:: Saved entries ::

//! I/O helpers for loading configuration, documents, and replay scripts, and
//! for scaffolding a new state directory.

pub mod config;
pub mod document;
pub mod init;
pub mod script;

use std::ffi::OsString;
use std::fs;
use std::path::Path;

use anyhow::{Context, Result};

/// Replace `path` with `contents` via a sibling `<name>.tmp` file and a rename.
///
/// Missing parent directories are created.
pub(crate) fn write_atomic(path: &Path, contents: &str) -> Result<()> {
    let file_name = path
        .file_name()
        .with_context(|| format!("no file name in {}", path.display()))?;
    if let Some(parent) = path.parent().filter(|dir| !dir.as_os_str().is_empty()) {
        fs::create_dir_all(parent)
            .with_context(|| format!("create directory {}", parent.display()))?;
    }
    let mut tmp_name = OsString::from(file_name);
    tmp_name.push(".tmp");
    let tmp_path = path.with_file_name(tmp_name);
    fs::write(&tmp_path, contents).with_context(|| format!("write {}", tmp_path.display()))?;
    fs::rename(&tmp_path, path).with_context(|| format!("replace {}", path.display()))
}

:: EXERCISE ::
Check each line of the data above for the word "directory" and say how many lines contain it, giving nothing besides the number.

:: ANSWER SPACE ::
2